▶ What needs to be done:
The answer should consist of every line in the material below that has the word "rounded".

====== The data

//! Data model shared by attempt stores and the attempt tracker.

use chrono::{DateTime, Duration, Utc};
use serde::{Deserialize, Serialize};

use crate::error::LockoutError;

/// Default number of consecutive failures that triggers a lockout.
pub const DEFAULT_MAX_ATTEMPTS: u32 = 5;

/// Default lockout length in minutes.
pub const DEFAULT_LOCKOUT_MINUTES: i64 = 15;

/// Default prefix prepended to an identifier to form its storage key.
pub const DEFAULT_KEY_PREFIX: &str = "login_attempts_";

/// Longest lockout [`LockoutConfig::validate`] accepts.
pub const MAX_LOCKOUT_DAYS: i64 = 365;

/// Longest retention period [`LockoutConfig::validate`] accepts.
pub const MAX_RETENTION_DAYS: i64 = 10 * 365;

/// Whole seconds (rounded up) from `now` until `until`, or `None` once it has passed.
fn seconds_until(until: DateTime<Utc>, now: DateTime<Utc>) -> Option<u64> {
    let remaining_ms = until.signed_duration_since(now).num_milliseconds();
    u64::try_from(remaining_ms)
        .ok()
        .filter(|ms| *ms > 0)
        .map(|ms| ms.div_ceil(1000))
}

// ============================================================================
// Attempt Records
// ============================================================================

/// Persisted failure counter and lock state for one identifier.
///
/// A record only exists once a failure has been recorded; a missing record
/// means zero failures and no lock.
#[derive(Debug, Clone, PartialEq, Eq, Serialize, Deserialize)]
#[serde(rename_all = "camelCase")]
pub struct AttemptRecord {
    pub identifier: String,
    pub failure_count: u32,
    pub last_attempt_at: DateTime<Utc>,
    #[serde(default, skip_serializing_if = "Option::is_none")]
    pub locked_until: Option<DateTime<Utc>>,
}

impl AttemptRecord {
    /// Whether the lock is still in force at `now`.
    pub fn is_locked_at(&self, now: DateTime<Utc>) -> bool {
        self.locked_until.is_some_and(|until| now < until)
    }

    /// Whether a lock was set and has since run out.
    pub fn lock_expired_at(&self, now: DateTime<Utc>) -> bool {
        self.locked_until.is_some_and(|until| now >= until)
    }

    /// Whole seconds (rounded up) until the lock lifts, or `None` if not locked.
    pub fn retry_after_seconds(&self, now: DateTime<Utc>) -> Option<u64> {
        seconds_until(self.locked_until?, now)
    }

    /// Apply one failed attempt to an existing record (or to none).
    ///
    /// The count keeps growing across expired locks unless
    /// [`FailureUpdate::reset_after_lock_expiry`] is set. `locked_until` is
    /// recomputed from the new count on every call.
    pub fn apply_failure(existing: Option<AttemptRecord>, update: &FailureUpdate) -> AttemptRecord {
        let mut record = match existing {
            Some(record)
                if !(update.reset_after_lock_expiry && record.lock_expired_at(update.at)) =>
            {
                record
            }
            _ => AttemptRecord {
                identifier: update.identifier.clone(),
                failure_count: 0,
                last_attempt_at: update.at,
                locked_until: None,
            },
        };

        record.failure_count = record.failure_count.saturating_add(1);
        record.last_attempt_at = update.at;
        record.locked_until =
            (record.failure_count >= update.max_attempts).then(|| update.lock_expiry());
        record
    }
}

/// Everything a store needs to apply a failed attempt atomically.
#[derive(Debug, Clone, PartialEq, Eq)]
pub struct FailureUpdate {
    pub identifier: String,
    pub at: DateTime<Utc>,
    pub max_attempts: u32,
    pub lockout_duration: Duration,
    pub reset_after_lock_expiry: bool,
}

impl FailureUpdate {
    /// The lock expiry this update sets if it crosses the threshold.
    ///
    /// Saturates at the latest representable instant instead of overflowing.
    pub fn lock_expiry(&self) -> DateTime<Utc> {
        self.at
            .checked_add_signed(self.lockout_duration)
            .unwrap_or(DateTime::<Utc>::MAX_UTC)
    }
}

// ============================================================================
// Decisions and Status
// ============================================================================

/// Answer to "may this identifier attempt a login now?".
#[derive(Debug, Clone, Copy, PartialEq, Eq)]
pub struct AttemptDecision {
    pub allowed: bool,
    /// Seconds until the lock lifts. `None` when allowed, or when the lock
    /// state could not be read and the tracker failed closed.
    pub retry_after_seconds: Option<u64>,
}

impl AttemptDecision {
    pub fn allow() -> Self {
        Self {
            allowed: true,
            retry_after_seconds: None,
        }
    }

    pub fn deny(retry_after_seconds: Option<u64>) -> Self {
        Self {
            allowed: false,
            retry_after_seconds,
        }
    }

    /// User-facing lockout message; `None` when the attempt is allowed.
    ///
    /// Waits of a minute or more are rounded up to whole minutes.
    pub fn message(&self) -> Option<String> {
        if self.allowed {
            return None;
        }

        let wait = match self.retry_after_seconds {
            Some(seconds) if seconds >= 60 => plural(seconds.div_ceil(60), "minute"),
            Some(seconds) => plural(seconds, "second"),
            None => {
                return Some(
                    "Too many failed login attempts. Please try again later.".to_string(),
                );
            }
        };

        Some(format!(
            "Too many failed login attempts. Please try again in {wait}."
        ))
    }
}

fn plural(count: u64, unit: &str) -> String {
    if count == 1 {
        format!("{count} {unit}")
    } else {
        format!("{count} {unit}s")
    }
}

/// Snapshot of an identifier's throttling state.
#[derive(Debug, Clone, PartialEq, Eq)]
pub struct LockoutStatus {
    pub identifier: String,
    pub failure_count: u32,
    pub is_locked: bool,
    pub locked_until: Option<DateTime<Utc>>,
}

impl LockoutStatus {
    pub fn unlocked(identifier: &str) -> Self {
        Self {
            identifier: identifier.to_string(),
            failure_count: 0,
            is_locked: false,
            locked_until: None,
        }
    }

    pub fn from_record(
        identifier: &str,
        record: Option<&AttemptRecord>,
        now: DateTime<Utc>,
    ) -> Self {
        match record {
            None => Self::unlocked(identifier),
            Some(record) => {
                let is_locked = record.is_locked_at(now);
                Self {
                    identifier: identifier.to_string(),
                    failure_count: record.failure_count,
                    is_locked,
                    locked_until: if is_locked { record.locked_until } else { None },
                }
            }
        }
    }

    /// Seconds until the lock lifts, measured from `now`.
    pub fn retry_after_seconds(&self, now: DateTime<Utc>) -> Option<u64> {
        seconds_until(self.locked_until?, now)
    }
}

// ============================================================================
// Configuration
// ============================================================================

/// What the tracker does when the attempt store cannot be read.
#[derive(Debug, Clone, Copy, Default, PartialEq, Eq)]
pub enum FailureMode {
    /// Deny the attempt.
    #[default]
    Closed,
    /// Allow the attempt and log the failure.
    Open,
}

/// Lockout behaviour, injected into the tracker at construction.
#[derive(Debug, Clone, PartialEq, Eq)]
pub struct LockoutConfig {
    /// When false, every attempt is allowed and nothing is recorded.
    pub enabled: bool,
    /// Consecutive failures that trigger a lock.
    pub max_attempts: u32,
    /// How long a lock lasts, measured from the failure that set it.
    pub lockout_duration: Duration,
    /// Prefix for storage keys.
    pub key_prefix: String,
    /// Restart the failure count on the first failure after a lock expires.
    pub reset_after_lock_expiry: bool,
    pub failure_mode: FailureMode,
    /// Records idle for longer than this (and not locked) may be purged by
    /// the cleanup task. `None` keeps records until a success.
    pub retention_period: Option<Duration>,
}

impl Default for LockoutConfig {
    fn default() -> Self {
        Self {
            enabled: true,
            max_attempts: DEFAULT_MAX_ATTEMPTS,
            lockout_duration: Duration::minutes(DEFAULT_LOCKOUT_MINUTES),
            key_prefix: DEFAULT_KEY_PREFIX.to_string(),
            reset_after_lock_expiry: false,
            failure_mode: FailureMode::Closed,
            retention_period: None,
        }
    }
}

impl LockoutConfig {
    /// A configuration with throttling turned off.
    pub fn disabled() -> Self {
        Self {
            enabled: false,
            ..Self::default()
        }
    }

    /// The storage key for an identifier.
    pub fn storage_key(&self, identifier: &str) -> String {
        format!("{}{identifier}", self.key_prefix)
    }

    pub fn validate(&self) -> Result<(), LockoutError> {
        if self.max_attempts == 0 {
            return Err(LockoutError::InvalidConfiguration(
                "max_attempts must be at least 1".to_string(),
            ));
        }

        if self.lockout_duration <= Duration::zero() {
            return Err(LockoutError::InvalidConfiguration(
                "lockout_duration must be positive".to_string(),
            ));
        }

        if self.lockout_duration > Duration::days(MAX_LOCKOUT_DAYS) {
            return Err(LockoutError::InvalidConfiguration(format!(
                "lockout_duration must not exceed {MAX_LOCKOUT_DAYS} days"
            )));
        }

        if let Some(retention) = self.retention_period {
            if retention <= Duration::zero() {
                return Err(LockoutError::InvalidConfiguration(
                    "retention_period must be positive".to_string(),
                ));
            }

            if retention > Duration::days(MAX_RETENTION_DAYS) {
                return Err(LockoutError::InvalidConfiguration(format!(
                    "retention_period must not exceed {MAX_RETENTION_DAYS} days"
                )));
            }
        }

        Ok(())
    }
}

============

▶ Completed exercise:
/// Whole seconds (rounded up) from `now` until `until`, or `None` once it has passed.
    /// Whole seconds (rounded up) until the lock lifts, or `None` if not locked.
    /// Waits of a minute or more are rounded up to whole minutes.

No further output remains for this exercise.